§ Instructions for the task: Please repeat the listing exactly, starting at its first line and stopping after the line that contains "working window: a".
___ Information shown
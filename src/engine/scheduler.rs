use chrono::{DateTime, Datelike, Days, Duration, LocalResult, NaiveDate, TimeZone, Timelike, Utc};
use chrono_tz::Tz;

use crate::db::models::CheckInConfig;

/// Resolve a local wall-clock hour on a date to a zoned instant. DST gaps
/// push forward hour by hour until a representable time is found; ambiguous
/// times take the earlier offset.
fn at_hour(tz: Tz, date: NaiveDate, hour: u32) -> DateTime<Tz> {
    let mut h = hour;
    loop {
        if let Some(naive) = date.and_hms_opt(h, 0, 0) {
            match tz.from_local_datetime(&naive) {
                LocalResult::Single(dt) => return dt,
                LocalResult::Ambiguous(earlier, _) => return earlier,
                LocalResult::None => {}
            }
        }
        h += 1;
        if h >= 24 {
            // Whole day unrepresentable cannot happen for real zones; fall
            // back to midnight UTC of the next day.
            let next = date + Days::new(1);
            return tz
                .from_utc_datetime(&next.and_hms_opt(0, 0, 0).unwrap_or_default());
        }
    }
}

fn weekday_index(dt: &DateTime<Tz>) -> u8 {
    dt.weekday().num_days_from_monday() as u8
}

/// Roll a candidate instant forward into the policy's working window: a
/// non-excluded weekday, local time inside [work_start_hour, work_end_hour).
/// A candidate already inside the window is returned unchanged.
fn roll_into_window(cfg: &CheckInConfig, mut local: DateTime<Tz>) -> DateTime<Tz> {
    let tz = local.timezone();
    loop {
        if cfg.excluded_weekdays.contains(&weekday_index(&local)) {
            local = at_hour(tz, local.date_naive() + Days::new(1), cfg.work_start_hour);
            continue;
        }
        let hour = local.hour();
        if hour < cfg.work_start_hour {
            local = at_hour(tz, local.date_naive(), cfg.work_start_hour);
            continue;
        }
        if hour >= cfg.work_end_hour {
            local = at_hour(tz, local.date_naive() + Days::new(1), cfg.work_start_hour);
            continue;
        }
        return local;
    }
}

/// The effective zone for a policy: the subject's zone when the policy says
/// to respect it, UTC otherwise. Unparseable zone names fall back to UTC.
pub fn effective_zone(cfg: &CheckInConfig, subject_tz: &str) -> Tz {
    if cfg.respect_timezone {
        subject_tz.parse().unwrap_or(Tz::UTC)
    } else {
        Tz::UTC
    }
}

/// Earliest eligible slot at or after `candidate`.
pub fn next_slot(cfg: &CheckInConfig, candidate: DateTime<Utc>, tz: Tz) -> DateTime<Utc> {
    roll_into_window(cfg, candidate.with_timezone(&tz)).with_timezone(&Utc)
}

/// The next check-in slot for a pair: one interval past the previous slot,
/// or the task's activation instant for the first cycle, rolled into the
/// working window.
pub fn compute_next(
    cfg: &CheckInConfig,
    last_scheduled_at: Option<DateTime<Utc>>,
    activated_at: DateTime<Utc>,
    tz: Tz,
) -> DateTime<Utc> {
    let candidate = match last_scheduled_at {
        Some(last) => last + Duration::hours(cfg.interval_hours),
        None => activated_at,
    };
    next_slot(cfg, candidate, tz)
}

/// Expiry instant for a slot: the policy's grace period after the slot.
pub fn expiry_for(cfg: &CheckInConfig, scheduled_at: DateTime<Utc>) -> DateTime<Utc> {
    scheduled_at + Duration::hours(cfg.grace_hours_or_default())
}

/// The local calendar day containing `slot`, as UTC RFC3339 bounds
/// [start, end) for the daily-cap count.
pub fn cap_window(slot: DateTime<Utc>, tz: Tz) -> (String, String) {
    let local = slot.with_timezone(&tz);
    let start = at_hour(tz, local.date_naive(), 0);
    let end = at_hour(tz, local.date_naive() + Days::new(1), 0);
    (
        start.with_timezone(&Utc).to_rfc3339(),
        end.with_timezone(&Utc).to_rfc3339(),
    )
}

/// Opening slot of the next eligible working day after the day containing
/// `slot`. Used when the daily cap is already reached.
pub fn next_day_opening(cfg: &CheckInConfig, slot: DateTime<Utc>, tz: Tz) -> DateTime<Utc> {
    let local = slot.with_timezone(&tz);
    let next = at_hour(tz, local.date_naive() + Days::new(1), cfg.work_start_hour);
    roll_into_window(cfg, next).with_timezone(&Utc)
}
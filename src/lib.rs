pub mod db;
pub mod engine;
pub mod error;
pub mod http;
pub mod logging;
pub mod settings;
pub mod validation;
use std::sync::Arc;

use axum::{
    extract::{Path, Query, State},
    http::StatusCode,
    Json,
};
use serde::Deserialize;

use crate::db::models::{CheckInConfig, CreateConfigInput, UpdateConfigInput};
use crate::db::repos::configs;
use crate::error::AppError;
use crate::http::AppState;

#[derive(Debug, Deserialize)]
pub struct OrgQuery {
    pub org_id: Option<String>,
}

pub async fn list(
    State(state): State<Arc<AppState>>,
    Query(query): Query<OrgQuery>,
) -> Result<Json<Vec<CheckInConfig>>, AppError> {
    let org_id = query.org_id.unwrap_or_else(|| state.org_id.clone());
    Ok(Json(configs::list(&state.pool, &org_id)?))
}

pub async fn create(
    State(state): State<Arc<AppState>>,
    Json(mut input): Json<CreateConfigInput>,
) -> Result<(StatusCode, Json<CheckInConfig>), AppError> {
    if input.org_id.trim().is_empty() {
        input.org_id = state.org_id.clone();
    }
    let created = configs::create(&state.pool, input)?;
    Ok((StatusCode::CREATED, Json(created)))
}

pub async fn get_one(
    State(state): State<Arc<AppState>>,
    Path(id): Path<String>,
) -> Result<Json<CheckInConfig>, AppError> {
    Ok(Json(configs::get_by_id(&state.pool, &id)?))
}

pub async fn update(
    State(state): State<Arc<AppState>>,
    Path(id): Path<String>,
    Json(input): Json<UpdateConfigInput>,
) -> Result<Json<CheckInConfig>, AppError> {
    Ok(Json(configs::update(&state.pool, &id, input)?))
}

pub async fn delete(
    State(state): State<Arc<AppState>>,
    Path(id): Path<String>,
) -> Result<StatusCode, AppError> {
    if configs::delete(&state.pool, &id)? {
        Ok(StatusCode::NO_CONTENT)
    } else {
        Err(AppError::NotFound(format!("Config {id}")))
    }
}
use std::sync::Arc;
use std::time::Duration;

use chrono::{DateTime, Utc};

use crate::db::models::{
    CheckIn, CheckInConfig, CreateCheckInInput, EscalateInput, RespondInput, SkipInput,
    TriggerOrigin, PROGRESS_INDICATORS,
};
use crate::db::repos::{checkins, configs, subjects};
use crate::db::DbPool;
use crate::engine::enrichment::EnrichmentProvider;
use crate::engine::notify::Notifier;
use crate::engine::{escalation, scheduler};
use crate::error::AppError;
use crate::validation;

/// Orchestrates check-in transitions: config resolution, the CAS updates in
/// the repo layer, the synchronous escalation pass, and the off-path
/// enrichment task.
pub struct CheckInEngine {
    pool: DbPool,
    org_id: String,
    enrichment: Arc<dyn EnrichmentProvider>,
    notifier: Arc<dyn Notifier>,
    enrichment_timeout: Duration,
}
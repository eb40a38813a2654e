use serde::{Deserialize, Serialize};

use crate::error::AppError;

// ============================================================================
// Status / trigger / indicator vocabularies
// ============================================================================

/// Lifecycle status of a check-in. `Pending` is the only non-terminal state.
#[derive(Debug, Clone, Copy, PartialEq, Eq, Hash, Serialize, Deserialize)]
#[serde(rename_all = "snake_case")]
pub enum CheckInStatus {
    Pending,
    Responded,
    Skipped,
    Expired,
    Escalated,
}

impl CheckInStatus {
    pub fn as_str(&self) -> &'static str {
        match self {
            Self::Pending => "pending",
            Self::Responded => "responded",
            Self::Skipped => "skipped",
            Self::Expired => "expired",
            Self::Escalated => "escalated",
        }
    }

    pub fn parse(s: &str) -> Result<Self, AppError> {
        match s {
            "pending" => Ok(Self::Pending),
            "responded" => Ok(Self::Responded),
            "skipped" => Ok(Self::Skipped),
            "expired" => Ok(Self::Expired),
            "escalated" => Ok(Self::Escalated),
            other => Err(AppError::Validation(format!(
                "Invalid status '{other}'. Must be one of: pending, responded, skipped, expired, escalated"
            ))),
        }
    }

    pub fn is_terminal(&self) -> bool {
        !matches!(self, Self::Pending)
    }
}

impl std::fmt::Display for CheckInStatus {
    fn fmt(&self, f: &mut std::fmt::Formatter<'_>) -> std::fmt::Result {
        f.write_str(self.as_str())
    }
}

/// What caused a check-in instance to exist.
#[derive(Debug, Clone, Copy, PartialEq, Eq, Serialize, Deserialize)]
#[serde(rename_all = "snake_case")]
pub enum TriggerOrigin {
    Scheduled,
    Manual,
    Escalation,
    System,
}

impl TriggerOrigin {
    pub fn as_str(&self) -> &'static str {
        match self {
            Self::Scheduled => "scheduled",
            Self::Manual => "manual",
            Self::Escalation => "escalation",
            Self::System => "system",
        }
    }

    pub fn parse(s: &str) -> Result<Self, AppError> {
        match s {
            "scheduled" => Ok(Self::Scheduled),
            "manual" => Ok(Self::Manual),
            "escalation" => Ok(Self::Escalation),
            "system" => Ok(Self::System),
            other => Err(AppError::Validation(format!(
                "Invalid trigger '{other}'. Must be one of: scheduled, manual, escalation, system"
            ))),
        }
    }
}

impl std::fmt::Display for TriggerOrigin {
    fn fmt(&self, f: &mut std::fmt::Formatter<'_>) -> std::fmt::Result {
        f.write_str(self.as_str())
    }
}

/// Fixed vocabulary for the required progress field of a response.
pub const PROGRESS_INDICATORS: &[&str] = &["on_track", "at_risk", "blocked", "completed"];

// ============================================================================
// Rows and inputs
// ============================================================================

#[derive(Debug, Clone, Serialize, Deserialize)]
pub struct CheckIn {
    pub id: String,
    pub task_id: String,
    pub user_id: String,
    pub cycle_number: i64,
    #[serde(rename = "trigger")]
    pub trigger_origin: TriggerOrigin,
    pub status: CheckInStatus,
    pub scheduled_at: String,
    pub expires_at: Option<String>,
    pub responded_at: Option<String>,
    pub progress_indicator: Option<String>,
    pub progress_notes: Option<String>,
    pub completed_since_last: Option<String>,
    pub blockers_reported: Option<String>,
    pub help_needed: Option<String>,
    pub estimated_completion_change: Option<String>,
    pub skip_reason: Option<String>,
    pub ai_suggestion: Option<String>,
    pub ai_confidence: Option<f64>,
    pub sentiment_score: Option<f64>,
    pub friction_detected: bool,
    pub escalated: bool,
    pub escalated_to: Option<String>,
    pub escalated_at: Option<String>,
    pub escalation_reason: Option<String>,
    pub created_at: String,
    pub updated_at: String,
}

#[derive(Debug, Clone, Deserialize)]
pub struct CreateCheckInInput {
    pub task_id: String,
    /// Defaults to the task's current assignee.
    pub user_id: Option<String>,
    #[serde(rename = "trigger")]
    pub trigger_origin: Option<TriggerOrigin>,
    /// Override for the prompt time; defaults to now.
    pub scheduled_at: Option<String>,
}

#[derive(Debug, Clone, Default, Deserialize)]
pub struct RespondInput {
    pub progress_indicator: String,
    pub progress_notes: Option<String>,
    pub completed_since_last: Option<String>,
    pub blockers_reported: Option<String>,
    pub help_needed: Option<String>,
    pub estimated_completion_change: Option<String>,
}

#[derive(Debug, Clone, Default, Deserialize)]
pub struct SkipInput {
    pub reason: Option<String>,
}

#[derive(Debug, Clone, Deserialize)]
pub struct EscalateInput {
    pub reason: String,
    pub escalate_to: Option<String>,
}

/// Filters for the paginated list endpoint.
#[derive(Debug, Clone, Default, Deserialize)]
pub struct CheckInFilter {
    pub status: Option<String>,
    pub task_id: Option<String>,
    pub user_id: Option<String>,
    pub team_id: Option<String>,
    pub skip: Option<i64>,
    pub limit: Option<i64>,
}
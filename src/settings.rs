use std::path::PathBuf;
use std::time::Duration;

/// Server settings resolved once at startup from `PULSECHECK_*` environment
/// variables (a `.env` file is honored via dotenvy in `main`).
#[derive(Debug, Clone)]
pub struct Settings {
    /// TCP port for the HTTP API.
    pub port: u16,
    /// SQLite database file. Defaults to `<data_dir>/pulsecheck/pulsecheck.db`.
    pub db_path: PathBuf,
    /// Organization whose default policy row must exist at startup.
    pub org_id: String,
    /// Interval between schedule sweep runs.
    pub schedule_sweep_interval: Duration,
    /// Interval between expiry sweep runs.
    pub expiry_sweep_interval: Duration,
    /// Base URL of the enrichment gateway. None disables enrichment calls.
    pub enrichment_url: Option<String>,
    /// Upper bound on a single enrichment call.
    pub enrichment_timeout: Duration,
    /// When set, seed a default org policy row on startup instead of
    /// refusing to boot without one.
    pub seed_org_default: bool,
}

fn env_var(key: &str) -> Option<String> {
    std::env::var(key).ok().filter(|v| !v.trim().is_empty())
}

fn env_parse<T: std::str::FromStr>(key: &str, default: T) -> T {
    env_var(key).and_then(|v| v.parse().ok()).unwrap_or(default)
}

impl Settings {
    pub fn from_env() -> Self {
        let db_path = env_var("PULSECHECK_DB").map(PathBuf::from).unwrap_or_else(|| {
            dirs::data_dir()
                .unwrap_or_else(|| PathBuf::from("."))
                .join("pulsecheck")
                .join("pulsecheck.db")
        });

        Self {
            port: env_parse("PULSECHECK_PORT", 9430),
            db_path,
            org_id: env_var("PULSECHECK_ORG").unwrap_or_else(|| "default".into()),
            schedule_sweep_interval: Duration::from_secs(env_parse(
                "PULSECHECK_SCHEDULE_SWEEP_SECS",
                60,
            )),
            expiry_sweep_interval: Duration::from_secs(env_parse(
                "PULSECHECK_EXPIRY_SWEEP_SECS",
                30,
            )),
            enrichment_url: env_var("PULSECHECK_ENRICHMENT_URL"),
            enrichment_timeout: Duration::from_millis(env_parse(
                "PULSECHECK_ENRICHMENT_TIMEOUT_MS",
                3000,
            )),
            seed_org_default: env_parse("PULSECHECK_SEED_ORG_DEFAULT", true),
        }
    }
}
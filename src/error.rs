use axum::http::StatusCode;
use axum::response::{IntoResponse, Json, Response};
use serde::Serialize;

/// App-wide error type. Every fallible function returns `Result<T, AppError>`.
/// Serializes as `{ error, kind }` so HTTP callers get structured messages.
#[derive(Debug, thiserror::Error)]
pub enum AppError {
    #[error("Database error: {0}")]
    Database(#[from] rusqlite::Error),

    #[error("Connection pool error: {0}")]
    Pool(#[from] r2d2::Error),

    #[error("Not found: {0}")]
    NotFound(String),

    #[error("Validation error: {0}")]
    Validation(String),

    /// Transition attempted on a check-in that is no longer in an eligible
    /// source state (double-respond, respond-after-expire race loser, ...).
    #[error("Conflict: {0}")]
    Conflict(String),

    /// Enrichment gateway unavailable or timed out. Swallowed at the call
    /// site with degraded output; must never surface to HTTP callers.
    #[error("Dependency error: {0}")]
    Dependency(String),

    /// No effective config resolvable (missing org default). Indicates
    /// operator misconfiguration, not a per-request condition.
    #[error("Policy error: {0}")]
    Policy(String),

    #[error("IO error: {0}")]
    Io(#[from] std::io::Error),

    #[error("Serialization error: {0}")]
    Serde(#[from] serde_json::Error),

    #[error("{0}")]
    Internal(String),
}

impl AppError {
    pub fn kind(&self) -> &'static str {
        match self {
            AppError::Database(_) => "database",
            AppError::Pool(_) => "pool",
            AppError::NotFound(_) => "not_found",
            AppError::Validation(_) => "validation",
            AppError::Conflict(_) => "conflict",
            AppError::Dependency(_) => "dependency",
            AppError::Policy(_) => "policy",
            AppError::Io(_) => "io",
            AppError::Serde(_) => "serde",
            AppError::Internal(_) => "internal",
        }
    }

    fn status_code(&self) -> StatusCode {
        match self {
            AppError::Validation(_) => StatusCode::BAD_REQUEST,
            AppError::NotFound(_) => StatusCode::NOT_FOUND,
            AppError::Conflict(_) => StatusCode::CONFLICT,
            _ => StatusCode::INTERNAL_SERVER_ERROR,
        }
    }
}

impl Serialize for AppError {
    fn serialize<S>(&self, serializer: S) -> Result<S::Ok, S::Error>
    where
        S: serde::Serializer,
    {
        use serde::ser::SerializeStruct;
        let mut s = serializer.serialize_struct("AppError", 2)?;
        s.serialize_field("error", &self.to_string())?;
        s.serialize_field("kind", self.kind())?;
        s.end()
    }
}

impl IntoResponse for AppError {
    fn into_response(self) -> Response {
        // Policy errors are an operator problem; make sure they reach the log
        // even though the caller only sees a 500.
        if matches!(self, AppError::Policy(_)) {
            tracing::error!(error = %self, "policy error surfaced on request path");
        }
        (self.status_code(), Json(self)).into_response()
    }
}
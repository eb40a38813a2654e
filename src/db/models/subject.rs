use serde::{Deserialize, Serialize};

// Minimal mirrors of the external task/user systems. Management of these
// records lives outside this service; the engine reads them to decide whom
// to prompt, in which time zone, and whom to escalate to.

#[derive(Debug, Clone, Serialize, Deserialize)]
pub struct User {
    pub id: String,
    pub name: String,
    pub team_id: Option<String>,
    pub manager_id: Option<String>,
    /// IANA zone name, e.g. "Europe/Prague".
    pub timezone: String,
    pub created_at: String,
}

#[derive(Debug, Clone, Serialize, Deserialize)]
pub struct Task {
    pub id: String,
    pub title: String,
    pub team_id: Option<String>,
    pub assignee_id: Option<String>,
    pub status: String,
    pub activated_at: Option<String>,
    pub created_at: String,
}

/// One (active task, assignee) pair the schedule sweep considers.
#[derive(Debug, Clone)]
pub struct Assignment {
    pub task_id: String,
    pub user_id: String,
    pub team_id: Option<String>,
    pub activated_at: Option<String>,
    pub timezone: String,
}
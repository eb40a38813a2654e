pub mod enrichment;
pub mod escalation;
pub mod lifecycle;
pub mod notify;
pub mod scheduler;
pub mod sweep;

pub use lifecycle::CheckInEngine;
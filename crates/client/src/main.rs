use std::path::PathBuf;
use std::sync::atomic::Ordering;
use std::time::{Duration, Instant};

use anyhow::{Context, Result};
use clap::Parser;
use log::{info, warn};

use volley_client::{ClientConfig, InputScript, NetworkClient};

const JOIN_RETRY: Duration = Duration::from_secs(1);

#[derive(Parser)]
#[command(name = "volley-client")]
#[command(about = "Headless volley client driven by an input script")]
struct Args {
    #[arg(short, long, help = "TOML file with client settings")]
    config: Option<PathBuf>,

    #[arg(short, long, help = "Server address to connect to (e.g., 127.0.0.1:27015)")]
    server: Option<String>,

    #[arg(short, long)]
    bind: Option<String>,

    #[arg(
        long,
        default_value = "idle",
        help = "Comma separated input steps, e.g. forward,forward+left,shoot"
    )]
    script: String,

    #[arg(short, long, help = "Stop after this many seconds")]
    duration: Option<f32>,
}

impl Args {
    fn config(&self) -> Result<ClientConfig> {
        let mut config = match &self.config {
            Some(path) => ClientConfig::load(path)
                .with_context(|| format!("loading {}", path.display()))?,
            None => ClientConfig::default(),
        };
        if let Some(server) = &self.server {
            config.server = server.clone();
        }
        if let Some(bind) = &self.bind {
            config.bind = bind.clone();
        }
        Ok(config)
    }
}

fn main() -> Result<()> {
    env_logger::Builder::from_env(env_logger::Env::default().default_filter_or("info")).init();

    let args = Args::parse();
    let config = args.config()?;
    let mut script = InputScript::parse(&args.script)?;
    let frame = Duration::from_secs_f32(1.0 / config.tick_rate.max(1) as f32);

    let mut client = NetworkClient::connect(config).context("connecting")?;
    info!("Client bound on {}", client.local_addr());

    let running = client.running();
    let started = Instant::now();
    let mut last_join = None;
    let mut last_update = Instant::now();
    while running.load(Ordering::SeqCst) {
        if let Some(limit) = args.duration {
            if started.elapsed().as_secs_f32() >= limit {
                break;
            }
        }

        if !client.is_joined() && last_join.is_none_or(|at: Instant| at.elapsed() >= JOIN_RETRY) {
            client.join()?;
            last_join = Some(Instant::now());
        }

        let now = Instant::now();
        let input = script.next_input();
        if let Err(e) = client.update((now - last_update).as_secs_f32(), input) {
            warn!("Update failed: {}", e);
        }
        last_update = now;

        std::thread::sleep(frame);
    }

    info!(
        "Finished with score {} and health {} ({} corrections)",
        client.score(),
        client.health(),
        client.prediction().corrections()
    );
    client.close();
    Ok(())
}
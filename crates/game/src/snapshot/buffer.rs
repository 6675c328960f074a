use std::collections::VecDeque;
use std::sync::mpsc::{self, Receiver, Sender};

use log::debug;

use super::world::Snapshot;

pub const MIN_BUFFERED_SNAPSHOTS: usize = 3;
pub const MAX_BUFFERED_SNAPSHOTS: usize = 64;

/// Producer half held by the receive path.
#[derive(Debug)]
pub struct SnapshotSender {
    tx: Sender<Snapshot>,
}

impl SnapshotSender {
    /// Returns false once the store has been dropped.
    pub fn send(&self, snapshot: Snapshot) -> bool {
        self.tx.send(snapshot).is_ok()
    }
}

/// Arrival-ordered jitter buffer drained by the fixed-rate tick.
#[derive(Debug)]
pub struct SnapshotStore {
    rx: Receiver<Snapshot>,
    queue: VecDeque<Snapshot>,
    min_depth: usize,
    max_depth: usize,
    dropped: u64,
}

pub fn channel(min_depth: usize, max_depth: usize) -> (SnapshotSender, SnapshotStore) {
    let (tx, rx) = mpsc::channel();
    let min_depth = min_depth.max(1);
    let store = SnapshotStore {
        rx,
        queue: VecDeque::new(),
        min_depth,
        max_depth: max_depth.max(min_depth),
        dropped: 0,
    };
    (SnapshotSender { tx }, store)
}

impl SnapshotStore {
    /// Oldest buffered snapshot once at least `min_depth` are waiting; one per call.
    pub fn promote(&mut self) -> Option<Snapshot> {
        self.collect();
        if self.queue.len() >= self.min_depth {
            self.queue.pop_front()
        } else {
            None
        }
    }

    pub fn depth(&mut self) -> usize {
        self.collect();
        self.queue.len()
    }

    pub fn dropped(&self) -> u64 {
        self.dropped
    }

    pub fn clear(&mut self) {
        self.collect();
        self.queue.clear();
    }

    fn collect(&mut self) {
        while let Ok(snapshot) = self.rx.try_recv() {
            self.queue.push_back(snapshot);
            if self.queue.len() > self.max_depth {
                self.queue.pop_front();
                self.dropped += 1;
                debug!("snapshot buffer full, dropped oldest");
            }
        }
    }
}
______
§ Reply:
filename src/engine/scheduler.rs
use chrono::{DateTime, Datelike, Days, Duration, LocalResult, NaiveDate, TimeZone, Timelike, Utc};
use chrono_tz::Tz;

use crate::db::models::CheckInConfig;

/// Resolve a local wall-clock hour on a date to a zoned instant. DST gaps
/// push forward hour by hour until a representable time is found; ambiguous
/// times take the earlier offset.
fn at_hour(tz: Tz, date: NaiveDate, hour: u32) -> DateTime<Tz> {
    let mut h = hour;
    loop {
        if let Some(naive) = date.and_hms_opt(h, 0, 0) {
            match tz.from_local_datetime(&naive) {
                LocalResult::Single(dt) => return dt,
                LocalResult::Ambiguous(earlier, _) => return earlier,
                LocalResult::None => {}
            }
        }
        h += 1;
        if h >= 24 {
            // Whole day unrepresentable cannot happen for real zones; fall
            // back to midnight UTC of the next day.
            let next = date + Days::new(1);
            return tz
                .from_utc_datetime(&next.and_hms_opt(0, 0, 0).unwrap_or_default());
        }
    }
}

fn weekday_index(dt: &DateTime<Tz>) -> u8 {
    dt.weekday().num_days_from_monday() as u8
}

/// Roll a candidate instant forward into the policy's working window: a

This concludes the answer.